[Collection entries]
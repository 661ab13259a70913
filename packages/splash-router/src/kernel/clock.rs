use super::traits::BaseClock;

/// Wall clock backed by `chrono::Utc`.
#[derive(Debug, Clone, Copy, Default)]
pub struct SystemClock;

impl BaseClock for SystemClock {
    fn now_epoch_seconds(&self) -> i64 {
        chrono::Utc::now().timestamp()
    }
}

/// Clock pinned to one instant.
#[derive(Debug, Clone, Copy, PartialEq, Eq)]
pub struct FixedClock(pub i64);

impl BaseClock for FixedClock {
    fn now_epoch_seconds(&self) -> i64 {
        self.0
    }
}
use serde::{Deserialize, Serialize};
use std::fmt;

/// Where the splash screen sends the user.
#[derive(Debug, Clone, Copy, PartialEq, Eq, Hash, Serialize, Deserialize)]
pub enum RoutingDecision {
    Onboarding,
    Login,
    CaregiverHome,
    FriendHome,
}

impl RoutingDecision {
    /// Screen registered with the app's navigator for this destination.
    pub fn screen_name(&self) -> &'static str {
        match self {
            RoutingDecision::Onboarding => "OnboardingScreen",
            RoutingDecision::Login => "KakaoLoginScreen",
            RoutingDecision::CaregiverHome => "CaregiverTabs",
            RoutingDecision::FriendHome => "FriendTabs",
        }
    }

    pub fn all() -> [RoutingDecision; 4] {
        [
            RoutingDecision::Onboarding,
            RoutingDecision::Login,
            RoutingDecision::CaregiverHome,
            RoutingDecision::FriendHome,
        ]
    }
}

impl fmt::Display for RoutingDecision {
    fn fmt(&self, f: &mut fmt::Formatter<'_>) -> fmt::Result {
        f.write_str(self.screen_name())
    }
}
use thiserror::Error;

/// Failures `SplashFlow::run` cannot recover from by routing to login.
#[derive(Error, Debug)]
pub enum SplashError {
    #[error("Navigation to {screen} failed: {source}")]
    Navigation {
        screen: &'static str,
        #[source]
        source: anyhow::Error,
    },
}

Exercise instructions
Find the word "impl" in the entries, and copy every line it shows up in.

Task result
impl BaseClock for SystemClock {
impl BaseClock for FixedClock {
impl RoutingDecision {
impl fmt::Display for RoutingDecision {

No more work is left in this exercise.